A bela música “Saudade da minha terra”, de tão gravada, parecia
cansativa, escaldada. Pois Fernando Perillo faz uma interpretação
original e a resgata das “mãos” de sertanejos e caipiras — dando-lhe uma
dicção moderna, sem voz arrastada e chorosa. Mas sem modernizá-la a
ponto da descaracterização.
Um dos pontos altos do segundo disco é a música “Flores pra Cirene”, de
Fernando Perillo e Nasr Chaul. Crucial é a interpretação precisa e, ao
mesmo tempo, inventiva do poema-canção. A musicalidade do texto de Chaul
facilita o trabalho musical do cantor e do violonista Luiz Chaffin.
Este, no lugar de competir com o cantor, contribui para dotar o poema de
mais musicalidade.
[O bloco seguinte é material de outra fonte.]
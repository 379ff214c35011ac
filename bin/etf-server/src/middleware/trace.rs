use crate::state::AppState;
use axum::{
    body::Body,
    extract::{Request, State},
    http::HeaderValue,
    middleware::Next,
    response::Response,
};
use std::sync::Arc;
use std::time::Instant;
use tracing::{field, info, info_span, warn, Instrument};
use uuid::Uuid;

pub static X_TRACE_ID: &str = "x-trace-id";

/// Tag every request with an `x-trace-id` (reused when the caller sent a
/// valid UUID) and log method, path, status and latency inside its span.
///
/// Bodies are not buffered, so streamed responses pass through untouched.
pub async fn trace_middleware(
    State(_state): State<Arc<AppState>>,
    mut req: Request<Body>,
    next: Next,
) -> Response {
    let start_time = Instant::now();

    let trace_id = req
        .headers()
        .get(X_TRACE_ID)
        .and_then(|v| v.to_str().ok())
        .and_then(|s| Uuid::parse_str(s).ok())
        .unwrap_or_else(Uuid::new_v4);

    let method = req.method().clone();
    let path = req.uri().path().to_string();

    let span = info_span!(
        "http_request",
        trace_id = %trace_id,
        method = %method,
        path = %path,
        user_id = field::Empty,
    );

    async move {
        info!("→ request started");
        let header = HeaderValue::from_str(&trace_id.to_string()).ok();
        if let Some(value) = &header {
            req.headers_mut().insert(X_TRACE_ID, value.clone());
        }

        let mut response = next.run(req).await;

        if let Some(value) = header {
            response.headers_mut().insert(X_TRACE_ID, value);
        }

        let status = response.status();
        let latency = start_time.elapsed();
        if status.is_server_error() {
            warn!(status = status.as_u16(), latency_ms = latency.as_millis(), "← response failed");
        } else {
            info!(status = status.as_u16(), latency_ms = latency.as_millis(), "← response finished");
        }

        response
    }
    .instrument(span)
    .await
}
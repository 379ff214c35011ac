//! Axum router construction.
//!
//! [`build`] assembles the complete application router, including:
//! - Middleware layers (CORS, per-request trace-ID injection)
//! - Optional Swagger UI / OpenAPI document endpoint (disable with `ETF_ENABLE_SWAGGER=false`)
//! - Public routes (health, signup/login, ETF catalogue)
//! - Bearer-protected routes (settings, portfolio, chat, notifications)

pub mod chat;
pub mod doc;
pub mod etf;
pub mod health;
pub mod notification;
pub mod portfolio;
pub mod user;

use std::sync::Arc;

use axum::{middleware, Router};
use tower::ServiceBuilder;
use utoipa_swagger_ui::SwaggerUi;

use crate::middleware::{cors, trace};
use crate::state::AppState;

/// Build the complete Axum [`Router`] for the application.
pub fn build(state: Arc<AppState>) -> Router {
    let api_router = Router::new()
        .merge(health::router())
        .merge(user::router(state.clone()))
        .merge(etf::router(state.clone()))
        .merge(portfolio::router(state.clone()))
        .merge(chat::router(state.clone()))
        .merge(notification::router(state.clone()));

    let mut app = Router::new().merge(api_router);

    if state.config.enable_swagger {
        app = app.merge(
            SwaggerUi::new("/swagger-ui").url("/api-docs/openapi.json", doc::get_docs()),
        );
    }

    app
        // Outermost layers execute first on the way in.
        .layer(ServiceBuilder::new().layer(cors::cors_layer(state.clone())))
        .layer(middleware::from_fn_with_state(
            state.clone(),
            trace::trace_middleware,
        ))
        .with_state(state)
}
Transcrevo a letra, para mostrar a maestria de quem a
escreveu (mas é fundamental ouvir a música, que o transforma, ou seja,
faz outra poema, agora como música, a partir do texto-base): “Mando
flores pra Cirene/Nosso amor na primavera/Mando flores pra Cirene/Da
vermelha e da amarela//Um cartão com um poema/O meu sentimento
puro/Coração valeu a pena/Esperar pelo futuro//O amor pediu
passagem/Despertou da solidão/Transformou toda miragem/Em águas de
ribeirão//Plantou flores no deserto/E florestas no sertão/Fez a chuva em
céu aberto/E colheu meu coração”.
Chaul decerto prefere ser apontado como letrista, mas também é poeta —
tanto que há o lírico, de um Manuel Bandeira e até de um Drummond de
Andrade, e a agressividade modernista de um João Cabral de Melo Neto,
sobretudo no fim do texto, no qual se diz “transformou toda miragem/em
águas de ribeirão/plantou flores no deserto/e florestas no sertão”. Lida
com contradições que se integram, de modo esplêndido, menos pelo
verismo e mais pela poesia. Com a música, com o ritmo, o poema fica
ainda mais rico. A música de Fernando Perillo, pode-se dizer, reinventa a
letra de Chaul. Como músicos, compositores e cantores sabem, não basta
uma letra bonita para fazer uma música de qualidade. A migração da
história, da letra, para a música, para a criação rítmica, é uma tarefa
árdua e, às vezes, inglória. Às vezes acerta; outras, não. No caso,
deu-se um casamento sincronizado entre letra e música.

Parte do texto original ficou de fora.